[Your instructions]: Print each entry verbatim.

[Extracted records]:
###

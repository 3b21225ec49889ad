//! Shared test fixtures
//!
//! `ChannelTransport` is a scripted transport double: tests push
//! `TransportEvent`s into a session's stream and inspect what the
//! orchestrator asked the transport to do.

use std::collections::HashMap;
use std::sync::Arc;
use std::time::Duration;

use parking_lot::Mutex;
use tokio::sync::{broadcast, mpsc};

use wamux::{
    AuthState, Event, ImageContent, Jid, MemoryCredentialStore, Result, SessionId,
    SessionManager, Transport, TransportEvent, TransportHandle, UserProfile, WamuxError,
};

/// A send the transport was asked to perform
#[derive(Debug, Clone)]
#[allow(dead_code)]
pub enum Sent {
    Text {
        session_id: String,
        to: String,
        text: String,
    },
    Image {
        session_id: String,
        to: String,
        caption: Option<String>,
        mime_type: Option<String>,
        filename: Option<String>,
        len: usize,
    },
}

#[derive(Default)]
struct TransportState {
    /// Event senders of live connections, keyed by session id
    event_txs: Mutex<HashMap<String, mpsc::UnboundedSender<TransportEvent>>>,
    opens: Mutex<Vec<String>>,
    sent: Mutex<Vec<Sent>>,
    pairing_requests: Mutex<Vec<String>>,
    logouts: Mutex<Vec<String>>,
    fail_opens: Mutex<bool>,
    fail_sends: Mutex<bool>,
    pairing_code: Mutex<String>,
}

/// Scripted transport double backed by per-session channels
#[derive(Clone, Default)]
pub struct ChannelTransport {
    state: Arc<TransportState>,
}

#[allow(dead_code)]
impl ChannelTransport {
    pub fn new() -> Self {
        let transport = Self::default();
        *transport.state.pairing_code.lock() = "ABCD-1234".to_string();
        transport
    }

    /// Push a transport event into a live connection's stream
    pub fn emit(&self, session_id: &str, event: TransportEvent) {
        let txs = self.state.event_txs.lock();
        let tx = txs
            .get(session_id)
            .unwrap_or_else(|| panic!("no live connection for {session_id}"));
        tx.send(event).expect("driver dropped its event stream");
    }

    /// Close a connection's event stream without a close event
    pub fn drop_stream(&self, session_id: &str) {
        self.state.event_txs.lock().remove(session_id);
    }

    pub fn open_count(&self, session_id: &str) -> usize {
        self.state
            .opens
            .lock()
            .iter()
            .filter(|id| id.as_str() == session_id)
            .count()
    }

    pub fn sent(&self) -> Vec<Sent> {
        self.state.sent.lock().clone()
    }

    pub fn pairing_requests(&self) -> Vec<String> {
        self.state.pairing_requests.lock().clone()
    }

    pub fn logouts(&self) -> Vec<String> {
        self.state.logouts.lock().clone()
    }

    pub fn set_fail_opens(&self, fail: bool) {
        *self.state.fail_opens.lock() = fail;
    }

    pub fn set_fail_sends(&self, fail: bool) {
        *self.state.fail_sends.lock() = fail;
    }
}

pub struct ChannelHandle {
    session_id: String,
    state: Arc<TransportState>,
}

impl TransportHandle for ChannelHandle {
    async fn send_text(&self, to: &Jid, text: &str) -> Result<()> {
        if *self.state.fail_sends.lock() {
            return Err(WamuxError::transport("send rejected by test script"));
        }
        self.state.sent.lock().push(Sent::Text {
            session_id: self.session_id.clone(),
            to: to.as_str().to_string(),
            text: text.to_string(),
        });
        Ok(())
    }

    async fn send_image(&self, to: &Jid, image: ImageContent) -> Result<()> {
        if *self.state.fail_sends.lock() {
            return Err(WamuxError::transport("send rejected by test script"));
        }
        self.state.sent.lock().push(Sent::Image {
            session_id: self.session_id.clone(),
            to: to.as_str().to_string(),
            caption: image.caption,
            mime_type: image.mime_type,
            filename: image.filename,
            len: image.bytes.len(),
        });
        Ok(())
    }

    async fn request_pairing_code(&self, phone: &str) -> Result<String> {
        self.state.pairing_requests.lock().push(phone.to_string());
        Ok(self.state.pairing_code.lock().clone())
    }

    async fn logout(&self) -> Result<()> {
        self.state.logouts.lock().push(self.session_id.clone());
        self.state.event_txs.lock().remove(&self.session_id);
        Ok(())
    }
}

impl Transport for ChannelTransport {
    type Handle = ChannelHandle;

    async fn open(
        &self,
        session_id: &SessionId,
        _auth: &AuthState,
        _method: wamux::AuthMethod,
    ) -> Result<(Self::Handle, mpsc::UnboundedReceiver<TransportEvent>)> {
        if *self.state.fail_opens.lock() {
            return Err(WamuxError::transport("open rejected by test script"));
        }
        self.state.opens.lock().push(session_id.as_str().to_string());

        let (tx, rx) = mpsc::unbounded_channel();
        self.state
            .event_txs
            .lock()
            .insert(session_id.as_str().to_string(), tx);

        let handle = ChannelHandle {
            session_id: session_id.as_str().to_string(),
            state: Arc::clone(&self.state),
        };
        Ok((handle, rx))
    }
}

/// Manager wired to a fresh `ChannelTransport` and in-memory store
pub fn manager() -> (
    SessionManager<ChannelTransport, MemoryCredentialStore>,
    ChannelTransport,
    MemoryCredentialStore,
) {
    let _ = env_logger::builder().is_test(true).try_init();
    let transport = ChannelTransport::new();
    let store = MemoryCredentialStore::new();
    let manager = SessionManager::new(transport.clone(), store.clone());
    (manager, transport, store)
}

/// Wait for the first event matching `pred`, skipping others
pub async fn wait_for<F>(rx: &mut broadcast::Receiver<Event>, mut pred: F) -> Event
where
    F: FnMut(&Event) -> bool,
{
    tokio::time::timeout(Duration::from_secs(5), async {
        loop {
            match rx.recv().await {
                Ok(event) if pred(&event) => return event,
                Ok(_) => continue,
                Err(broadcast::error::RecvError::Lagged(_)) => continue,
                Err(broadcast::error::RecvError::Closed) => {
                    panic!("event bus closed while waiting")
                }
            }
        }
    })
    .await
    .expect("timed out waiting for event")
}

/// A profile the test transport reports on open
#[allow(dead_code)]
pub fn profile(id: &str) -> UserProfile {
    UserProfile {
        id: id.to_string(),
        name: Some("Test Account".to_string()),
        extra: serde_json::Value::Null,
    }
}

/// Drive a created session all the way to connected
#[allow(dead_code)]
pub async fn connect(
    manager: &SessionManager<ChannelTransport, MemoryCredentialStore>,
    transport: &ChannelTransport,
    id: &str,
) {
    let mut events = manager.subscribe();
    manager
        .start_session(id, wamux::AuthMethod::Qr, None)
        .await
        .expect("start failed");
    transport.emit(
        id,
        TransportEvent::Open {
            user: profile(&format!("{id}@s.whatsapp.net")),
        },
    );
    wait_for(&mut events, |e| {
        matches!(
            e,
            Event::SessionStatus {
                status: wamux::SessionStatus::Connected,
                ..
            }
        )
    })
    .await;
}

###

[The completed task]:
repository 3b21225ec49889ad
//! Shared test fixtures
//!
//! `ChannelTransport` is a scripted transport double: tests push
//! `TransportEvent`s into a session's stream and inspect what the
//! orchestrator asked the transport to do.

use std::collections::HashMap;
use std::sync::Arc;
use std::time::Duration;

use parking_lot::Mutex;
use tokio::sync::{broadcast, mpsc};

use wamux::{
    AuthState, Event, ImageContent, Jid, MemoryCredentialStore, Result, SessionId,
    SessionManager, Transport, TransportEvent, TransportHandle, UserProfile, WamuxError,
};

/// A send the transport was asked to perform
#[derive(Debug, Clone)]
#[allow(dead_code)]
pub enum Sent {
    Text {
        session_id: String,
        to: String,
        text: String,
    },
    Image {
        session_id: String,
        to: String,
        caption: Option<String>,
        mime_type: Option<String>,
        filename: Option<String>,
        len: usize,
    },
}

#[derive(Default)]
struct TransportState {
    /// Event senders of live connections, keyed by session id
    event_txs: Mutex<HashMap<String, mpsc::UnboundedSender<TransportEvent>>>,
    opens: Mutex<Vec<String>>,
    sent: Mutex<Vec<Sent>>,
    pairing_requests: Mutex<Vec<String>>,
    logouts: Mutex<Vec<String>>,
    fail_opens: Mutex<bool>,
    fail_sends: Mutex<bool>,
    pairing_code: Mutex<String>,
}

/// Scripted transport double backed by per-session channels
#[derive(Clone, Default)]
pub struct ChannelTransport {
    state: Arc<TransportState>,
}

#[allow(dead_code)]
impl ChannelTransport {
    pub fn new() -> Self {
        let transport = Self::default();
        *transport.state.pairing_code.lock() = "ABCD-1234".to_string();
        transport
    }

    /// Push a transport event into a live connection's stream
    pub fn emit(&self, session_id: &str, event: TransportEvent) {
        let txs = self.state.event_txs.lock();
        let tx = txs
            .get(session_id)
            .unwrap_or_else(|| panic!("no live connection for {session_id}"));
        tx.send(event).expect("driver dropped its event stream");
    }

    /// Close a connection's event stream without a close event
    pub fn drop_stream(&self, session_id: &str) {
        self.state.event_txs.lock().remove(session_id);
    }

    pub fn open_count(&self, session_id: &str) -> usize {
        self.state
            .opens
            .lock()
            .iter()
            .filter(|id| id.as_str() == session_id)
            .count()
    }

    pub fn sent(&self) -> Vec<Sent> {
        self.state.sent.lock().clone()
    }

    pub fn pairing_requests(&self) -> Vec<String> {
        self.state.pairing_requests.lock().clone()
    }

    pub fn logouts(&self) -> Vec<String> {
        self.state.logouts.lock().clone()
    }

    pub fn set_fail_opens(&self, fail: bool) {
        *self.state.fail_opens.lock() = fail;
    }

    pub fn set_fail_sends(&self, fail: bool) {
        *self.state.fail_sends.lock() = fail;
    }
}

pub struct ChannelHandle {
    session_id: String,
    state: Arc<TransportState>,
}

impl TransportHandle for ChannelHandle {
    async fn send_text(&self, to: &Jid, text: &str) -> Result<()> {
        if *self.state.fail_sends.lock() {
            return Err(WamuxError::transport("send rejected by test script"));
        }
        self.state.sent.lock().push(Sent::Text {
            session_id: self.session_id.clone(),
            to: to.as_str().to_string(),
            text: text.to_string(),
        });
        Ok(())
    }

    async fn send_image(&self, to: &Jid, image: ImageContent) -> Result<()> {
        if *self.state.fail_sends.lock() {
            return Err(WamuxError::transport("send rejected by test script"));
        }
        self.state.sent.lock().push(Sent::Image {
            session_id: self.session_id.clone(),
            to: to.as_str().to_string(),
            caption: image.caption,
            mime_type: image.mime_type,
            filename: image.filename,
            len: image.bytes.len(),
        });
        Ok(())
    }

    async fn request_pairing_code(&self, phone: &str) -> Result<String> {
        self.state.pairing_requests.lock().push(phone.to_string());
        Ok(self.state.pairing_code.lock().clone())
    }

    async fn logout(&self) -> Result<()> {
        self.state.logouts.lock().push(self.session_id.clone());
        self.state.event_txs.lock().remove(&self.session_id);
        Ok(())
    }
}

impl Transport for ChannelTransport {
    type Handle = ChannelHandle;

    async fn open(
        &self,
        session_id: &SessionId,
        _auth: &AuthState,
        _method: wamux::AuthMethod,
    ) -> Result<(Self::Handle, mpsc::UnboundedReceiver<TransportEvent>)> {
        if *self.state.fail_opens.lock() {
            return Err(WamuxError::transport("open rejected by test script"));
        }
        self.state.opens.lock().push(session_id.as_str().to_string());

        let (tx, rx) = mpsc::unbounded_channel();
        self.state
            .event_txs
            .lock()
            .insert(session_id.as_str().to_string(), tx);

        let handle = ChannelHandle {
            session_id: session_id.as_str().to_string(),
            state: Arc::clone(&self.state),
        };
        Ok((handle, rx))
    }
}

/// Manager wired to a fresh `ChannelTransport` and in-memory store
pub fn manager() -> (
    SessionManager<ChannelTransport, MemoryCredentialStore>,
    ChannelTransport,
    MemoryCredentialStore,
) {
    let _ = env_logger::builder().is_test(true).try_init();
    let transport = ChannelTransport::new();
    let store = MemoryCredentialStore::new();
    let manager = SessionManager::new(transport.clone(), store.clone());
    (manager, transport, store)
}

/// Wait for the first event matching `pred`, skipping others
pub async fn wait_for<F>(rx: &mut broadcast::Receiver<Event>, mut pred: F) -> Event
where
    F: FnMut(&Event) -> bool,
{
    tokio::time::timeout(Duration::from_secs(5), async {
        loop {
            match rx.recv().await {
                Ok(event) if pred(&event) => return event,
                Ok(_) => continue,
                Err(broadcast::error::RecvError::Lagged(_)) => continue,
                Err(broadcast::error::RecvError::Closed) => {
                    panic!("event bus closed while waiting")
                }
            }
        }
    })
    .await
    .expect("timed out waiting for event")
}

/// A profile the test transport reports on open
#[allow(dead_code)]
pub fn profile(id: &str) -> UserProfile {
    UserProfile {
        id: id.to_string(),
        name: Some("Test Account".to_string()),
        extra: serde_json::Value::Null,
    }
}

/// Drive a created session all the way to connected
#[allow(dead_code)]
pub async fn connect(
    manager: &SessionManager<ChannelTransport, MemoryCredentialStore>,
    transport: &ChannelTransport,
    id: &str,
) {
    let mut events = manager.subscribe();
    manager
        .start_session(id, wamux::AuthMethod::Qr, None)
        .await
        .expect("start failed");
    transport.emit(
        id,
        TransportEvent::Open {
            user: profile(&format!("{id}@s.whatsapp.net")),
        },
    );
    wait_for(&mut events, |e| {
        matches!(
            e,
            Event::SessionStatus {
                status: wamux::SessionStatus::Connected,
                ..
            }
        )
    })
    .await;
}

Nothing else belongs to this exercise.